Some of us, however, were not so fortunate. Perhaps just one parent was difficult, unkind even cruel, or disciplined by slapping you. Or maybe your home life was in a state of disarray where healthy boundaries were non existent. In some cases there was physical and/or sexual abuse. Or there was verbal and emotional abuse. Some children may have watched in horror as their father physically abused their mother and then found themselves victims of his violence as well.
THE CONSEQUENCES AND WHAT TO DO ABOUT IT
In these cases, our parents--the very people who had the responsibility to develop healthy self esteem and a sense of self worth--did not do their job. The consequences of these experiences are immense. Not the least of which is the development of feelings of shame, unworthiness, and failure in the person brought up in under these kind of circumstances.
However, this article is not about the reasons why this happened. It is about the way you can begin to undo the effects. It is about redefining yourself. It is about learning to love yourself in a healthy way.
HOW TO START
You can be transformed into a happier more functional person when you start to become the loving parent to yourself that you never had as a child.
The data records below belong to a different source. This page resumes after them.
//! HTTP transport for the configuration service

use crate::error::{MixerError, Result};
use async_trait::async_trait;
use bytes::Bytes;
use reqwest::{header, Client, Method, StatusCode};
use std::time::Duration;
use url::Url;

/// Timeout applied to every request against the configuration service
pub const REQUEST_TIMEOUT: Duration = Duration::from_secs(60);

/// Maximum length of response body to log (to avoid logging sensitive data)
const MAX_LOG_BODY_LENGTH: usize = 200;

/// Sanitize response body for logging
/// Truncates long responses and strips control characters
pub(crate) fn sanitize_for_log(body: &str) -> String {
    let truncated = if body.len() > MAX_LOG_BODY_LENGTH {
        let mut end = MAX_LOG_BODY_LENGTH;
        while !body.is_char_boundary(end) {
            end -= 1;
        }
        format!("{}... [truncated, {} bytes total]", &body[..end], body.len())
    } else {
        body.to_string()
    };

    truncated.replace(|c: char| c.is_control(), "")
}

/// Raw answer from the configuration service
#[derive(Debug, Clone)]
pub struct RawResponse {
    pub status: StatusCode,
    pub body: Bytes,
}

impl RawResponse {
    /// Body if the service sent one
    pub fn body(&self) -> Option<&[u8]> {
        if self.body.is_empty() {
            None
        } else {
            Some(&self.body)
        }
    }
}

/// Performs one request against the configuration service.
///
/// `path` is relative to the backend and already escaped. A non-200 status
/// is not an error here; only transport failures are.
#[async_trait]
pub trait Requester: Send + Sync {
    async fn request(&self, method: Method, path: &str, body: Option<Vec<u8>>)
        -> Result<RawResponse>;
}

/// Requester talking straight to a known base URL
#[derive(Clone, Debug)]
pub struct HttpRequester {
    client: Client,
    base_url: Url,
}

impl HttpRequester {
    /// Create a requester for `base_url`
    ///
    /// A bare `host:port` is accepted and treated as plain HTTP.
    pub fn new(base_url: &str) -> Result<Self> {
        let client = Client::builder()
            .user_agent(concat!("mixerctl/", env!("CARGO_PKG_VERSION")))
            .timeout(REQUEST_TIMEOUT)
            .build()?;

        Ok(Self {
            client,
            base_url: parse_base_url(base_url)?,
        })
    }

    /// Base URL requests are issued against
    pub fn base_url(&self) -> &Url {
        &self.base_url
    }

    /// Full URL for `path`
    pub fn url_for(&self, path: &str) -> String {
        format!(
            "{}/{}",
            self.base_url.as_str().trim_end_matches('/'),
            path.trim_start_matches('/')
        )
    }
}

#[async_trait]
impl Requester for HttpRequester {
    async fn request(
        &self,
        method: Method,
        path: &str,
        body: Option<Vec<u8>>,
    ) -> Result<RawResponse> {
        let url = self.url_for(path);
        tracing::debug!("{} {}", method, url);

        let mut request = self.client.request(method.clone(), &url);
        if let Some(body) = body {
            request = request
                .header(header::CONTENT_TYPE, "application/json")
                .body(body);
        }

        let response = request.send().await?;
        let status = response.status();
        let body = response.bytes().await?;

        if status != StatusCode::OK {
            tracing::warn!(
                "{} {} returned {} - {}",
                method,
                url,
                status,
                sanitize_for_log(&String::from_utf8_lossy(&body))
            );
        }

        Ok(RawResponse { status, body })
    }
}

/// Parse a backend address, defaulting the scheme to `http`
pub fn parse_base_url(address: &str) -> Result<Url> {
    let address = address.trim();
    if address.is_empty() {
        return Err(MixerError::Resolution(
            "no configuration service address given".to_string(),
        ));
    }

    let candidate = if address.contains("://") {
        address.to_string()
    } else {
        format!("http://{}", address)
    };

    Url::parse(&candidate)
        .map_err(|e| MixerError::Resolution(format!("invalid service address {}: {}", address, e)))
}

#[cfg(test)]
mod tests {
    use super::*;

    #[test]
    fn bare_host_port_defaults_to_http() {
        let url = parse_base_url("istio-galley:9096").unwrap();
        assert_eq!(url.scheme(), "http");
        assert_eq!(url.host_str(), Some("istio-galley"));
        assert_eq!(url.port(), Some(9096));
    }

    #[test]
    fn empty_address_is_rejected() {
        assert!(matches!(
            parse_base_url("  "),
            Err(MixerError::Resolution(_))
        ));
    }

    #[test]
    fn url_for_joins_with_single_slash_and_keeps_empty_segments() {
        let requester = HttpRequester::new("http://localhost:9096/api/").unwrap();
        assert_eq!(
            requester.url_for("core/adapters/v1//global"),
            "http://localhost:9096/api/core/adapters/v1//global"
        );
    }

    #[test]
    fn sanitize_truncates_long_bodies() {
        let body = "x".repeat(500);
        let sanitized = sanitize_for_log(&body);
        assert!(sanitized.starts_with(&"x".repeat(MAX_LOG_BODY_LENGTH)));
        assert!(sanitized.contains("500 bytes total"));
    }

    #[test]
    fn empty_body_is_absent() {
        let response = RawResponse {
            status: StatusCode::OK,
            body: Bytes::new(),
        };
        assert!(response.body().is_none());
    }
}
For instance, think about a child and how she or he needs to be treated–with love, care, deference, and protection. So then, that is how you need to start treating yourself.
It is not easy because it is unfamiliar to you. Here's one exercise I give my clients: look at yourself in the mirror and say "I love you". How does that feel? If it’s uncomfortable or feels silly that is exactly why you need to do it. Your discomfort is the old negative tape developed during your upbringng which continues to the present day, telling you, "I'm unworthy." But get your head wrapped around this: IT IS A LIE! Your worthiness is established at your birth. We are all worthy of love. But when we don't get that love from our parents, we falsely conclude: "There is something wrong with me. I am undeserving."
Keep looking in the mirror and telling yourself that "I love you" until it becomes true for you. Along with that begin acting in kind, generous ways to yourself. A loving parent is considerate and caring but also teaches self-discipline without the harsh criticism.
It's not easy to stop being so self-critical. Listen to your self talk. A lot of it will be negative and that’s part of the old-parent-judging-you tape. It is imperative that those negative messages are refuted by reframing it with a positive opposite thought.
REFRAMING YOUR THOUGHTS
Old Thought: I will never be any good at anything. New Thought: I already am good at something and I can work at becoming really great at whatever I choose to do.
Old Thought: No one will ever love me. New Thought: I can allow my Higher Power to love me. I can love myself. As I become more acceptable to myself, I will attract more loving people to me.
Initially, this is not easy. It takes work, yes hard word. But the effort is worth it as you become the loving parent to yourself – that you never had as a child – and with the benefit of adult freedom and responsibility.
SOME QUESTIONS TO ASK YOURSELF
Asking yourself questions can be helpful. Such as:
In what ways am I abandoning myself?
In way ways am I acting like my original dysfunctional parent(s)?
How can I be more supportive of myself?
How can I show love to myself?
LEARNING MORE ABOUT IT
If you want to learn more about what it means to be a loving parent, pick up a good book on parenting. You may not have a child but in this case you are the child that needs parenting. By reading the book, you can learn about all the qualities that make for a good parent. Then begin incorporating these qualities into your behavior and become a loving parent to yourself.
It is time to be that loving parent to you. It’s a win-win for you and every one else in your life.